=== Begin Enclosure ===

//! Core types for git-pr

use chrono::{DateTime, Utc};
use serde::{Deserialize, Serialize};

/// A pull request as seen by the landing engine
#[derive(Debug, Clone, PartialEq, Eq)]
pub struct PullRequest {
    /// PR number
    pub number: u64,
    /// PR title
    pub title: String,
    /// Web URL for the PR
    pub html_url: String,
    /// Head branch name
    pub head_ref: String,
    /// Head commit SHA
    pub head_sha: String,
    /// Base branch name
    pub base_ref: String,
}

/// PR state (open, closed, merged)
#[derive(Debug, Clone, Copy, PartialEq, Eq, Serialize, Deserialize)]
#[serde(rename_all = "UPPERCASE")]
pub enum PrState {
    /// PR is open and can be merged
    Open,
    /// PR was closed without merging
    Closed,
    /// PR was merged
    Merged,
}

impl std::fmt::Display for PrState {
    fn fmt(&self, f: &mut std::fmt::Formatter<'_>) -> std::fmt::Result {
        match self {
            Self::Open => write!(f, "open"),
            Self::Closed => write!(f, "closed"),
            Self::Merged => write!(f, "merged"),
        }
    }
}

/// GitHub's `mergeable` verdict
#[derive(Debug, Clone, Copy, Default, PartialEq, Eq, Deserialize)]
#[serde(from = "String")]
pub enum Mergeable {
    /// No conflicts with the base branch
    Mergeable,
    /// Conflicts with the base branch
    Conflicting,
    /// GitHub is still computing
    #[default]
    Unknown,
}

impl From<String> for Mergeable {
    fn from(raw: String) -> Self {
        match raw.to_ascii_uppercase().as_str() {
            "MERGEABLE" => Self::Mergeable,
            "CONFLICTING" => Self::Conflicting,
            _ => Self::Unknown,
        }
    }
}

/// GitHub's `mergeStateStatus` (merge readiness, including branch protection)
#[derive(Debug, Clone, Default, PartialEq, Eq, Deserialize)]
#[serde(from = "String")]
pub enum MergeStateStatus {
    /// Ready to merge
    Clean,
    /// Mergeable (older API value)
    Mergeable,
    /// Ready to merge, with pre-receive hooks
    HasHooks,
    /// Has conflicts
    Conflicting,
    /// Has conflicts (GitHub's usual spelling)
    Dirty,
    /// Blocked by branch protection or missing reviews
    Blocked,
    /// Head branch is behind the base branch
    Behind,
    /// Mergeable with failing or pending non-required checks
    Unstable,
    /// Draft PR
    Draft,
    /// Still being computed
    #[default]
    Unknown,
    /// Anything GitHub adds later
    Other(String),
}

impl From<String> for MergeStateStatus {
    fn from(raw: String) -> Self {
        match raw.to_ascii_uppercase().as_str() {
            "CLEAN" => Self::Clean,
            "MERGEABLE" => Self::Mergeable,
            "HAS_HOOKS" => Self::HasHooks,
            "CONFLICTING" => Self::Conflicting,
            "DIRTY" => Self::Dirty,
            "BLOCKED" => Self::Blocked,
            "BEHIND" => Self::Behind,
            "UNSTABLE" => Self::Unstable,
            "DRAFT" => Self::Draft,
            "UNKNOWN" | "" => Self::Unknown,
            _ => Self::Other(raw),
        }
    }
}

impl MergeStateStatus {
    /// Whether GitHub reports conflicts
    pub const fn is_conflicting(&self) -> bool {
        matches!(self, Self::Conflicting | Self::Dirty)
    }

    /// Whether the merge must go through the deferred (auto-merge) path
    pub const fn needs_deferred_merge(&self) -> bool {
        matches!(self, Self::Blocked | Self::Unstable | Self::Behind)
    }

    /// Whether the PR can be merged right now
    pub const fn is_clean(&self) -> bool {
        matches!(self, Self::Clean | Self::Mergeable | Self::HasHooks)
    }

    /// Operator-facing reason for this state (empty when nothing is wrong)
    pub const fn reason(&self) -> &'static str {
        match self {
            Self::Conflicting | Self::Dirty => "has merge conflicts that must be resolved",
            Self::Blocked => "is blocked by branch protection rules or missing required reviews",
            Self::Unstable => "has failing or pending CI checks",
            Self::Behind => "needs to be updated with the base branch",
            Self::Unknown => "merge status is being computed, please retry",
            Self::Draft => "is a draft",
            Self::Clean | Self::Mergeable | Self::HasHooks | Self::Other(_) => "",
        }
    }
}

impl std::fmt::Display for MergeStateStatus {
    fn fmt(&self, f: &mut std::fmt::Formatter<'_>) -> std::fmt::Result {
        match self {
            Self::Clean => write!(f, "CLEAN"),
            Self::Mergeable => write!(f, "MERGEABLE"),
            Self::HasHooks => write!(f, "HAS_HOOKS"),
            Self::Conflicting => write!(f, "CONFLICTING"),
            Self::Dirty => write!(f, "DIRTY"),
            Self::Blocked => write!(f, "BLOCKED"),
            Self::Behind => write!(f, "BEHIND"),
            Self::Unstable => write!(f, "UNSTABLE"),
            Self::Draft => write!(f, "DRAFT"),
            Self::Unknown => write!(f, "UNKNOWN"),
            Self::Other(raw) => write!(f, "{raw}"),
        }
    }
}

/// Outcome bucket of a single CI check
#[derive(Debug, Clone, Copy, PartialEq, Eq, Deserialize)]
#[serde(from = "String")]
pub enum CheckBucket {
    /// Check passed
    Pass,
    /// Check failed (or was cancelled)
    Fail,
    /// Check has not finished
    Pending,
    /// Check was skipped
    Skipping,
}

impl From<String> for CheckBucket {
    fn from(raw: String) -> Self {
        match raw.to_ascii_lowercase().as_str() {
            "pass" | "success" => Self::Pass,
            "fail" | "failure" | "cancel" => Self::Fail,
            "skipping" | "neutral" => Self::Skipping,
            _ => Self::Pending,
        }
    }
}

/// A classified CI check
#[derive(Debug, Clone, PartialEq, Eq, Deserialize)]
pub struct CheckStatus {
    /// Check name (or status context)
    pub name: String,
    /// Classified outcome
    pub bucket: CheckBucket,
}

/// Rolled-up CI status of a PR
#[derive(Debug, Clone, Copy, Default, PartialEq, Eq)]
pub enum ChecksStatus {
    /// No checks reported
    #[default]
    None,
    /// At least one check passed and none are pending or failing
    Passing,
    /// At least one check is still running
    Pending,
    /// At least one check failed
    Failing,
}

impl ChecksStatus {
    /// Aggregate individual buckets: failing > pending > passing > none
    pub fn aggregate<'a>(buckets: impl IntoIterator<Item = &'a CheckBucket>) -> Self {
        let (mut passed, mut pending, mut failed) = (false, false, false);
        for bucket in buckets {
            match bucket {
                CheckBucket::Pass | CheckBucket::Skipping => passed = true,
                CheckBucket::Pending => pending = true,
                CheckBucket::Fail => failed = true,
            }
        }
        if failed {
            Self::Failing
        } else if pending {
            Self::Pending
        } else if passed {
            Self::Passing
        } else {
            Self::None
        }
    }
}

/// Human-readable summary of a PR's reviews
#[derive(Debug, Clone, Default, PartialEq, Eq)]
pub enum ReviewSummary {
    /// Someone requested changes (takes precedence)
    ChangesRequested(usize),
    /// Approved by N reviewers
    Approved(usize),
    /// Branch protection requires a review
    ReviewRequired,
    /// Only comments so far
    Commented(usize),
    /// Nothing to report
    #[default]
    Empty,
}

impl std::fmt::Display for ReviewSummary {
    fn fmt(&self, f: &mut std::fmt::Formatter<'_>) -> std::fmt::Result {
        match self {
            Self::ChangesRequested(n) => write!(f, "{n} changes requested"),
            Self::Approved(n) => write!(f, "{n} approved"),
            Self::ReviewRequired => write!(f, "Review required"),
            Self::Commented(n) => write!(f, "{n} comments"),
            Self::Empty => Ok(()),
        }
    }
}

/// Live status snapshot of a PR
#[derive(Debug, Clone, Default, PartialEq, Eq)]
pub struct PrStatus {
    /// Open/closed/merged (`None` until first refresh)
    pub state: Option<PrState>,
    /// Mergeability verdict
    pub mergeable: Mergeable,
    /// Merge-readiness verdict
    pub merge_state: MergeStateStatus,
    /// CI rollup
    pub checks_status: ChecksStatus,
    /// Individual checks
    pub checks: Vec<CheckStatus>,
    /// Raw review decision (`APPROVED`, `REVIEW_REQUIRED`, ...)
    pub review_decision: Option<String>,
    /// Review summary
    pub review_summary: ReviewSummary,
    /// When this snapshot was fetched
    pub last_updated: Option<DateTime<Utc>>,
}

impl PrStatus {
    /// Whether the forge reports the PR as merged
    pub fn is_merged(&self) -> bool {
        self.state == Some(PrState::Merged)
    }

    /// Whether either verdict reports conflicts
    pub fn is_conflicting(&self) -> bool {
        self.mergeable == Mergeable::Conflicting || self.merge_state.is_conflicting()
    }
}

#[cfg(test)]
mod tests {
    use super::*;

    #[test]
    fn test_aggregate_precedence() {
        use CheckBucket::{Fail, Pass, Pending};
        assert_eq!(
            ChecksStatus::aggregate(&[Fail, Pass, Pending]),
            ChecksStatus::Failing
        );
        assert_eq!(ChecksStatus::aggregate(&[Pass, Pending]), ChecksStatus::Pending);
        assert_eq!(ChecksStatus::aggregate(&[Pass, Pass]), ChecksStatus::Passing);
        let none: [CheckBucket; 0] = [];
        assert_eq!(ChecksStatus::aggregate(&none), ChecksStatus::None);
    }

    #[test]
    fn test_merge_state_parsing_is_case_insensitive() {
        assert_eq!(
            MergeStateStatus::from("dirty".to_string()),
            MergeStateStatus::Dirty
        );
        assert!(MergeStateStatus::from("CONFLICTING".to_string()).is_conflicting());
        assert_eq!(
            MergeStateStatus::from("QUEUED".to_string()),
            MergeStateStatus::Other("QUEUED".to_string())
        );
    }

    #[test]
    fn test_deferred_merge_states() {
        for raw in ["BLOCKED", "UNSTABLE", "BEHIND"] {
            assert!(MergeStateStatus::from(raw.to_string()).needs_deferred_merge());
        }
        assert!(!MergeStateStatus::Clean.needs_deferred_merge());
    }

    #[test]
    fn test_review_summary_display() {
        assert_eq!(ReviewSummary::ChangesRequested(2).to_string(), "2 changes requested");
        assert_eq!(ReviewSummary::Approved(1).to_string(), "1 approved");
        assert_eq!(ReviewSummary::Empty.to_string(), "");
    }
}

=== End Enclosure ===

§ **YOUR GOAL**:
Within the listing above, give again exactly every line from the line with "pub struct PullRequest" through the line with "(open, closed, merged)", both included, and no other line.

§ **THE ANSWER**:
pub struct PullRequest {
    /// PR number
    pub number: u64,
    /// PR title
    pub title: String,
    /// Web URL for the PR
    pub html_url: String,
    /// Head branch name
    pub head_ref: String,
    /// Head commit SHA
    pub head_sha: String,
    /// Base branch name
    pub base_ref: String,
}

/// PR state (open, closed, merged)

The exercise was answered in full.